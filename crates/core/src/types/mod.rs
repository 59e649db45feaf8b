//! Core types for MarketHub.
//!
//! This module provides type-safe wrappers for common domain concepts.

pub mod email;
pub mod id;
pub mod price;
pub mod status;

pub use email::{Email, EmailError};
pub use id::*;
pub use price::{CurrencyCode, Price};
pub use status::*;
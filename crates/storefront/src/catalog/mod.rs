//! Product catalog cache.
//!
//! Holds the last successfully fetched product list and answers category
//! filters and searches over it. Loading goes through a [`ProductSource`]
//! (the network in production, fixtures in tests).
//!
//! # Loading
//!
//! - Success replaces the whole list atomically
//! - Failure leaves the previous list untouched and returns a retryable error
//! - Only one load runs at a time; an overlapping call fails fast with
//!   [`CatalogError::LoadInFlight`]

mod client;
mod conversions;

use std::collections::HashSet;
use std::future::Future;
use std::sync::atomic::{AtomicBool, Ordering};
use std::sync::{Arc, PoisonError, RwLock};

use thiserror::Error;
use tracing::instrument;

use markethub_core::ProductId;

use crate::filters::format_category;
use crate::models::Product;

pub use client::FakeStoreClient;

/// Category filter value meaning "no filter".
pub const ALL_CATEGORIES: &str = "all";

/// Errors that can occur when loading the catalog.
#[derive(Debug, Error)]
pub enum CatalogError {
    /// HTTP request failed.
    #[error("HTTP error: {0}")]
    Http(#[from] reqwest::Error),

    /// The product API answered with a non-success status.
    #[error("product API returned {status}: {body}")]
    Status { status: u16, body: String },

    /// JSON parsing failed.
    #[error("JSON parse error: {0}")]
    Parse(#[from] serde_json::Error),

    /// A fetched product broke a catalog invariant.
    #[error("invalid product data: {0}")]
    InvalidProduct(String),

    /// The source could not be reached.
    #[error("product source unavailable: {0}")]
    Unavailable(String),

    /// Another load is already running.
    #[error("a catalog load is already in progress")]
    LoadInFlight,

    /// The configured endpoint is not a URL.
    #[error("invalid catalog endpoint: {0}")]
    InvalidEndpoint(#[from] url::ParseError),
}

impl CatalogError {
    /// Whether the user can simply try again.
    #[must_use]
    pub const fn is_retryable(&self) -> bool {
        !matches!(self, Self::LoadInFlight | Self::InvalidEndpoint(_))
    }
}

/// Somewhere products can be fetched from.
pub trait ProductSource: Send + Sync {
    /// Fetch the full product list.
    fn fetch_products(&self) -> impl Future<Output = Result<Vec<Product>, CatalogError>> + Send;
}

/// The catalog cache.
///
/// Cheaply cloneable via `Arc`; clones share the same product list and the
/// same in-flight guard.
#[derive(Clone, Default)]
pub struct Catalog {
    inner: Arc<CatalogInner>,
}

#[derive(Default)]
struct CatalogInner {
    products: RwLock<Arc<[Product]>>,
    loading: AtomicBool,
}

/// Clears the in-flight flag when dropped, including on cancellation.
struct LoadGuard<'a>(&'a AtomicBool);

impl Drop for LoadGuard<'_> {
    fn drop(&mut self) {
        self.0.store(false, Ordering::Release);
    }
}

impl Catalog {
    /// Create an empty catalog.
    #[must_use]
    pub fn new() -> Self {
        Self::default()
    }

    /// Fetch products from `source` and replace the cached list.
    ///
    /// Returns the number of products loaded.
    ///
    /// # Errors
    ///
    /// Returns `CatalogError::LoadInFlight` if another load is running, the
    /// source's error if the fetch fails, or `CatalogError::InvalidProduct`
    /// if the fetched data breaks an invariant. The cached list is unchanged
    /// in every error case.
    #[instrument(skip_all)]
    pub async fn load<S: ProductSource>(&self, source: &S) -> Result<usize, CatalogError> {
        if self
            .inner
            .loading
            .compare_exchange(false, true, Ordering::AcqRel, Ordering::Acquire)
            .is_err()
        {
            tracing::debug!("Catalog load already in flight");
            return Err(CatalogError::LoadInFlight);
        }
        let _guard = LoadGuard(&self.inner.loading);

        let products = match source.fetch_products().await {
            Ok(products) => products,
            Err(e) => {
                tracing::warn!(error = %e, "Failed to fetch products");
                return Err(e);
            }
        };
        validate_products(&products)?;

        let count = products.len();
        *self
            .inner
            .products
            .write()
            .unwrap_or_else(PoisonError::into_inner) = products.into();

        tracing::info!(count, "Catalog loaded");
        Ok(count)
    }

    /// Whether a load is currently running.
    #[must_use]
    pub fn is_loading(&self) -> bool {
        self.inner.loading.load(Ordering::Acquire)
    }

    /// Snapshot of every cached product, in fetch order.
    #[must_use]
    pub fn products(&self) -> Arc<[Product]> {
        self.inner
            .products
            .read()
            .unwrap_or_else(PoisonError::into_inner)
            .clone()
    }

    #[must_use]
    pub fn len(&self) -> usize {
        self.products().len()
    }

    #[must_use]
    pub fn is_empty(&self) -> bool {
        self.products().is_empty()
    }

    /// Look up a product by id.
    #[must_use]
    pub fn get(&self, id: ProductId) -> Option<Product> {
        self.products().iter().find(|p| p.id == id).cloned()
    }

    /// Products whose category matches `category`.
    ///
    /// Matching is case-insensitive and permissive in both directions: the
    /// product's category may contain the filter or the filter may contain
    /// it. The same test runs against the category's display label, so
    /// `"jewelry"` finds `"jewelery"` products and `"Fashion"` finds both
    /// clothing categories. `"all"` returns everything.
    #[must_use]
    pub fn filter_by_category(&self, category: &str) -> Vec<Product> {
        let products = self.products();
        let filter = category.trim().to_lowercase();
        if filter == ALL_CATEGORIES {
            return products.to_vec();
        }

        products
            .iter()
            .filter(|p| {
                let own = p.category.to_lowercase();
                let label = format_category(&p.category).to_lowercase();
                overlaps(&own, &filter) || overlaps(&label, &filter)
            })
            .cloned()
            .collect()
    }

    /// Products whose title or category contains `query`, ignoring case.
    ///
    /// An empty or whitespace-only query returns everything.
    #[must_use]
    pub fn search(&self, query: &str) -> Vec<Product> {
        let products = self.products();
        if query.trim().is_empty() {
            return products.to_vec();
        }

        let needle = query.to_lowercase();
        products
            .iter()
            .filter(|p| {
                p.title.to_lowercase().contains(&needle)
                    || p.category.to_lowercase().contains(&needle)
            })
            .cloned()
            .collect()
    }

    /// Distinct categories in first-seen order.
    #[must_use]
    pub fn categories(&self) -> Vec<String> {
        let mut seen = HashSet::new();
        self.products()
            .iter()
            .filter(|p| seen.insert(p.category.clone()))
            .map(|p| p.category.clone())
            .collect()
    }
}

fn overlaps(a: &str, b: &str) -> bool {
    a.contains(b) || b.contains(a)
}

fn validate_products(products: &[Product]) -> Result<(), CatalogError> {
    let mut seen = HashSet::with_capacity(products.len());
    for product in products {
        if !seen.insert(product.id) {
            return Err(CatalogError::InvalidProduct(format!(
                "duplicate product id {}",
                product.id
            )));
        }
        product.validate().map_err(CatalogError::InvalidProduct)?;
    }
    Ok(())
}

..........

» Task details:
Reproduce word for word the material above, starting with the line that has "pub fn is_empty(&self)" and stopping after the line that has "both directions: the".

» Solution to this task:
    pub fn is_empty(&self) -> bool {
        self.products().is_empty()
    }

    /// Look up a product by id.
    #[must_use]
    pub fn get(&self, id: ProductId) -> Option<Product> {
        self.products().iter().find(|p| p.id == id).cloned()
    }

    /// Products whose category matches `category`.
    ///
    /// Matching is case-insensitive and permissive in both directions: the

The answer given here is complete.